How Will China's New Leaders Approach Rising Tide of Environmental Protests?

Smokestacks in China's Yunnan Province. (Sean Barnard/Flickr)

A controversial Chinese petrochemical factory expansion — born from an investment of 55.87 billion yuan (US$ 8.9 billion) by oil and gas giant Sinopec — was suspended by the Ningbo city government after a massive protest in late October. Fearing the environmental and health risks of paraxylene (PX) production, thousands of residents took to the streets.

Ningbo is not an isolated incident. Similar protests against projects involving PX, a key chemical in plastic and polyester manufacturing that can be hazardous to abdominal organs and the nervous system if inhaled or absorbed through the skin, occurred in Xiamen (2007) and Dalian (2011). This is also the third major environmental event in the past year resulting in violent clashes between citizens and local governments — the other two occurred in Shifang over a metals plant and in Qidong over a wastewater discharge project.

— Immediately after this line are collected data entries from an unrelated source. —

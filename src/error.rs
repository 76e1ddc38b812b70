use std::path::{Path, PathBuf};
use thiserror::Error;

#[derive(Error, Debug)]
pub enum CompressError {
    #[error("invalid path for input PDF file: {} ({reason})", .path.display())]
    InvalidInputPath { path: PathBuf, reason: String },

    #[error("input file is not a .{expected} file: {}", .path.display())]
    WrongExtension { path: PathBuf, expected: String },

    #[error("compression preset must be between 0 and 4, got {0}")]
    InvalidPreset(i64),

    #[error("engine executable not found; searched: {}", join_paths(.searched))]
    EngineNotFound { searched: Vec<PathBuf> },

    #[error("failed to start engine {}", .exe.display())]
    EngineSpawn {
        exe: PathBuf,
        source: std::io::Error,
    },

    #[error("engine exited with {status}: {stderr}")]
    EngineFailed { status: String, stderr: String },

    #[error("engine exceeded timeout of {secs}s; stderr: {stderr}")]
    EngineTimeout { secs: u64, stderr: String },

    #[error("engine reported success but wrote no output: {}", .0.display())]
    OutputMissing(PathBuf),

    #[error("output path is the same file as the input: {}", .0.display())]
    SameInputOutput(PathBuf),

    #[error("IO error: {0}")]
    Io(#[from] std::io::Error),
}

fn join_paths(paths: &[PathBuf]) -> String {
    if paths.is_empty() {
        return "(nothing)".to_string();
    }
    paths
        .iter()
        .map(|p| p.display().to_string())
        .collect::<Vec<_>>()
        .join(", ")
}

impl CompressError {
    pub fn invalid_input(path: &Path, reason: impl Into<String>) -> Self {
        Self::InvalidInputPath {
            path: path.to_path_buf(),
            reason: reason.into(),
        }
    }
}
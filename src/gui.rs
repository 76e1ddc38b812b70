use crate::{
    compressor::Compressor,
    config::Config,
    engine::ghostscript::GhostscriptEngine,
    form::{CompressJob, FilePicker, FormController, FormState},
    report::CompressionReport,
};
use anyhow::{Result, anyhow};
use iced::widget::{button, checkbox, column, container, row, text};
use iced::{Alignment, Element, Length, Task, Theme};
use rfd::FileDialog;
use std::path::{Path, PathBuf};
use std::sync::Arc;
use tracing::{error, info};

/// Native open dialog limited to PDFs.
pub struct RfdPicker;

impl FilePicker for RfdPicker {
    fn pick_pdf(&self, start_dir: &Path) -> Option<PathBuf> {
        FileDialog::new()
            .set_title("Select a PDF to compress")
            .set_directory(start_dir)
            .add_filter("PDF", &["pdf", "PDF"])
            .pick_file()
    }
}

struct SquashApp {
    form: FormController,
    compressor: Option<Arc<Compressor<GhostscriptEngine>>>,
}

#[derive(Debug, Clone)]
enum Message {
    Browse,
    Compress,
    PresetStep(i64),
    GrayscaleToggled(bool),
    CompressFinished(Result<CompressionReport, String>),
}

impl SquashApp {
    fn update(&mut self, message: Message) -> Task<Message> {
        match message {
            Message::Browse => {
                self.form.select_file(&RfdPicker);
                Task::none()
            }
            Message::Compress => {
                let Some(compressor) = self.compressor.clone() else {
                    return Task::none();
                };
                let Some(job) = self.form.begin_compress() else {
                    return Task::none();
                };
                Task::perform(run_job(compressor, job), Message::CompressFinished)
            }
            Message::PresetStep(delta) => {
                self.form.step_preset(delta);
                Task::none()
            }
            Message::GrayscaleToggled(on) => {
                self.form.set_grayscale(on);
                Task::none()
            }
            Message::CompressFinished(result) => {
                if let Err(e) = &result {
                    error!("compression failed: {e}");
                }
                self.form.finish_compress(result);
                Task::none()
            }
        }
    }

    fn view(&self) -> Element<'_, Message> {
        let labels = self.form.labels();
        let preset = self.form.preset_kind();
        let busy = self.form.state() == FormState::Compressing;
        let can_compress = self.compressor.is_some() && self.form.can_compress();

        let content = column![
            text("PDF Squash").size(32),
            row![
                button("Browse...")
                    .on_press_maybe((!busy).then_some(Message::Browse))
                    .padding(10),
                text(&labels.selected_file),
            ]
            .spacing(12)
            .align_y(Alignment::Center),
            row![text("Size:"), text(&labels.size)].spacing(8),
            row![
                text("Preset:"),
                button("-").on_press(Message::PresetStep(-1)),
                text(format!("{} ({})", preset.index(), preset.name())),
                button("+").on_press(Message::PresetStep(1)),
            ]
            .spacing(8)
            .align_y(Alignment::Center),
            text(preset.description()).size(14),
            checkbox("Grayscale", self.form.grayscale()).on_toggle(Message::GrayscaleToggled),
            button("Compress")
                .on_press_maybe(can_compress.then_some(Message::Compress))
                .padding(10),
            row![text("Compressed size:"), text(&labels.compressed_size)].spacing(8),
            row![text("Saved to:"), text(&labels.compressed_location)].spacing(8),
            text(self.form.status()).size(14),
        ]
        .spacing(16)
        .padding(24);

        container(content)
            .width(Length::Fill)
            .height(Length::Fill)
            .into()
    }

    fn theme(&self) -> Theme {
        Theme::Light
    }
}

/// Runs the engine on tokio's blocking pool so the window keeps repainting.
async fn run_job(
    compressor: Arc<Compressor<GhostscriptEngine>>,
    job: CompressJob,
) -> Result<CompressionReport, String> {
    let handle = tokio::task::spawn_blocking(move || job.run(&compressor).map_err(|e| e.to_string()));
    match handle.await {
        Ok(result) => result,
        Err(e) => Err(format!("compression task failed: {e}")),
    }
}

pub fn run(cfg: &Config) -> Result<()> {
    let mut form = FormController::new(cfg);
    let compressor = match GhostscriptEngine::new(cfg) {
        Ok(engine) => {
            info!("gui using {}", engine.executable().display());
            Some(Arc::new(Compressor::new(engine)))
        }
        Err(e) => {
            error!("{e}");
            form.set_status(e.to_string());
            None
        }
    };
    info!("gui output file: {}", form.output_path().display());

    iced::application("PDF Squash", SquashApp::update, SquashApp::view)
        .theme(SquashApp::theme)
        .centered()
        .run_with(move || (SquashApp { form, compressor }, Task::none()))
        .map_err(|e| anyhow!("gui failed: {e}"))
}
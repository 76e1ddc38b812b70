#![allow(dead_code)]

use pdf_squash::{
    engine::{CompressRequest, Engine, EngineDiag},
    error::CompressError,
};
use std::cell::RefCell;
use std::path::{Path, PathBuf};

/// Stand-in engine: records requests and writes a fixed-size (or copied) output.
#[derive(Default)]
pub struct FakeEngine {
    pub output_bytes: Option<usize>,
    pub fail: bool,
    pub calls: RefCell<Vec<CompressRequest>>,
}

impl FakeEngine {
    pub fn writing(bytes: usize) -> Self {
        Self {
            output_bytes: Some(bytes),
            ..Default::default()
        }
    }

    pub fn failing() -> Self {
        Self {
            fail: true,
            ..Default::default()
        }
    }

    pub fn call_count(&self) -> usize {
        self.calls.borrow().len()
    }
}

impl Engine for FakeEngine {
    fn doctor(&self) -> Result<EngineDiag, CompressError> {
        Ok(EngineDiag {
            executable: "fake".into(),
            version: Some("0.0".into()),
            ok: true,
            error: None,
        })
    }

    fn compress(&self, req: &CompressRequest) -> Result<(), CompressError> {
        self.calls.borrow_mut().push(req.clone());
        if self.fail {
            return Err(CompressError::EngineFailed {
                status: "exit status: 1".into(),
                stderr: "boom".into(),
            });
        }
        let data = match self.output_bytes {
            Some(n) => vec![b'%'; n],
            None => std::fs::read(&req.input)?,
        };
        std::fs::write(&req.output, data)?;
        Ok(())
    }
}

/// Writes `bytes` bytes of filler under `dir/name` and returns the path.
pub fn write_file(dir: &Path, name: &str, bytes: usize) -> PathBuf {
    let path = dir.join(name);
    let mut data = b"%PDF-1.4\n".to_vec();
    data.resize(bytes.max(data.len()), b' ');
    data.truncate(bytes);
    std::fs::write(&path, data).expect("write fixture");
    path
}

In recent years, "mass incidents" stirred by pollution have steadily increased in China as people become richer and more environmentally conscious. The middle class in particular is demanding a better environment. But the economic strategy that fueled three decades of rapid economic growth in China relies on increasing resource inputs and lax environmental regulation. As a consequence, the overall state of the environment is deteriorating — or improving too slowly — which disappoints many Chinese citizens. Lacking regular channels to express their concerns, some choose to vent their discontent by "taking a walk," a form of protest against the government. Some peaceful petitions have escalated into violent clashes.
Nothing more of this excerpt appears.